【連載】脳神経外科看護のQ&A! 皆さんの疑問にお答えします!
失語症の患者さんとのコミュニケーションで工夫できること、心がけるべきことが知りたい!
- 公開日: 2025/11/23
コミュニケーションで大切にしたい姿勢と心がけ
脳神経外科では、失語症を呈する患者さんが少なくありません。患者さんと接する時間が長い看護師はコミュニケーションの難しさに悩むことも多いですが、失語症に限らず、患者さんと良好な関係を築き、相互理解を深めるには、時間がかかること、時間をかけるものであることをまずは認識しましょう。
特に失語症の患者さんは、言いたいことをうまく言葉にできない、思うように伝えることができないことから、人とのかかわりを避けてしまいがちです。しかし、他者に話す、他者の話を聞くというコミュニケーションは、リハビリテーションの1つとしても重要です。
看護師自身も患者さんとの対話を避けてしまうことがないように、患者さんの訴えたいことや気持ちを汲み取りたい、理解したいという姿勢を大切にし、根気強くかかわることを心がけます。
コミュニケーションの工夫ポイント
情報収集
患者さんの情報(出身地、家族構成、趣味など)をあらかじめ収集しておきます。患者さんにとって興味がある話題を提供することができれば、話そうと思ってもらえる可能性が高くなり、コミュニケーションがとりやすくなります。会話を楽しむことはリハビリテーションにもつながるため、コミュニケーションを図る前に、必要な準備をしておくことは大切です。
環境設定
テレビは消すなど、なるべく静かな環境を整えます。注意障害を伴う場合は、周囲に物が少ない状態にし、対話に集中できるようにします。
聞き方・話し方の工夫
患者さんと対話するときは、患者さんの反応を待ち、焦らせないようにします。目線を合わせ、自身の表情にも配慮し、ちゃんと話を聞いていることを示すようにしましょう。
話すときは、ゆっくりとわかりやすい言葉で話すことを心がけます。文章を短く区切って話すようにすると、患者さんに伝わりやすくなります。患者さんが理解できない言葉がある場合は、「体調はいかがですか⇒身体の具合はいかがですか」「生年月日を教えてください⇒誕生日を教えてください」などのように、ほかの言葉で言い換えると伝わることがあります。
また、突然話題を変えると患者さんが混乱するため、「話は変わりますが」「ここから別の話です」といったように、話が変わることを伝えてから違う話題に移るようにします。
非言語的コミュニケーションの活用
言葉で理解するのが難しい場合や患者さんが言葉に詰まってしまったときなどは、ジェスチャー、書字、絵カード、写真、実物などを用いる非言語的コミュニケーションを活用します。

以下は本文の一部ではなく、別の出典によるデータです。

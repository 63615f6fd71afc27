//! Rendering and JSON serialization for CLI output.

use std::process::ExitCode;

use comfy_table::{Cell, Table, presets::UTF8_FULL_CONDENSED};
use sar_core::{FieldFailure, ReplacementResult};
pub use sar_highlight::{dim, header, subheader, success};
use serde::Serialize;

/// Prints `value` as pretty JSON on stdout.
pub fn print_json<T: Serialize>(value: &T) -> ExitCode {
    match serde_json::to_string_pretty(value) {
        Ok(json) => {
            println!("{json}");
            ExitCode::SUCCESS
        }
        Err(e) => {
            eprintln!("error: failed to serialize JSON: {e}");
            ExitCode::FAILURE
        }
    }
}

/// Reports per-field failures on stderr.
///
/// Returns failure if there were any, so callers can finish their output first.
pub fn report_failures(failures: &[FieldFailure]) -> ExitCode {
    for failure in failures {
        eprintln!("error: field {}: {}", failure.field, failure.error);
    }
    if failures.is_empty() {
        ExitCode::SUCCESS
    } else {
        ExitCode::FAILURE
    }
}

/// Builds a table of per-field replacement counts.
pub fn replacement_table(results: &[ReplacementResult]) -> Table {
    let mut table = Table::new();
    table.load_preset(UTF8_FULL_CONDENSED);
    table.set_header(vec!["Field", "Replacements", "Changed"]);
    for result in results {
        table.add_row(vec![
            Cell::new(&result.field),
            Cell::new(result.replacements.to_string()),
            Cell::new(if result.changed { "yes" } else { "no" }),
        ]);
    }
    table
}

/// Pluralizes `noun` for `count`.
pub fn plural(count: usize, noun: &str) -> String {
    if count == 1 {
        format!("{count} {noun}")
    } else {
        format!("{count} {noun}s")
    }
}

#[cfg(test)]
mod tests {
    use sar_core::SarError;

    use super::*;

    #[test]
    fn table_lists_fields() {
        let results = vec![ReplacementResult {
            field: "body".into(),
            new_value: "x".into(),
            changed: true,
            replacements: 3,
        }];
        let rendered = replacement_table(&results).to_string();
        assert!(rendered.contains("body"));
        assert!(rendered.contains('3'));
        assert!(rendered.contains("yes"));
    }

    #[test]
    fn failures_set_exit_code() {
        assert_eq!(report_failures(&[]), ExitCode::SUCCESS);
        let failure = FieldFailure {
            field: "body".into(),
            error: SarError::EmptySearchString,
        };
        assert_eq!(report_failures(&[failure]), ExitCode::FAILURE);
    }

    #[test]
    fn pluralizes() {
        assert_eq!(plural(1, "field"), "1 field");
        assert_eq!(plural(2, "field"), "2 fields");
    }
}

例えば、キーワードを書いた紙を見せながら会話したり、質問に対してカードで答えてもらったりすると、コミュニケーションがとりやすくなります。
失語症のタイプに合わせたコミュニケーションの実施
失語症は、運動性失語(ブローカ失語)と感覚性失語(ウェルニッケ失語)に大きく分けられます。脳の障害部位の違いから症状が異なり、それぞれに適したコミュニケーションの方法があるため、患者さんの病態を把握したうえで、適切な方法を検討しましょう(表)。
表 失語症のタイプに合わせたコミュニケーションの方法
| 失語症のタイプ | 脳の障害部位と症状 | コミュニケーションの方法 |
|---|---|---|
| 運動性失語(ブローカ失語) | ●運動性言語野(ブローカ領域)に障害がある場合に生じる ●言葉を聞いて理解できるが、うまく話すことができない ●単語や定型的な表現など、短い言葉であれば話すことができる | ●クローズドクエスチョン(はい・いいえ、首の動きなどで答えられる質問)で質問する ●選択肢を提示する ●スケールを使用し、指で示してもらう |
| 感覚性失語(ウェルニッケ失語) | ●感覚性言語野(ウェルニッケ領域)に障害がある場合に生じる ●相手の話をうまく理解することができない ●流暢に話すことができるが、意図した言葉とは異なる言葉が出てくる(錯語)ため、相手に伝わりにくい ●復唱ができない | ●注意を向けてもらう ●非言語的なコミュニケーションを用いる |
参考文献
●森田秋子,他:フレッシュSTのギモンを解決! 失語リハビリQ&A.医歯薬出版,2022.●森田秋子,他:臨床力up! 動画と音声で学ぶ 失語症の症状とアプローチ.三輪書店,2017.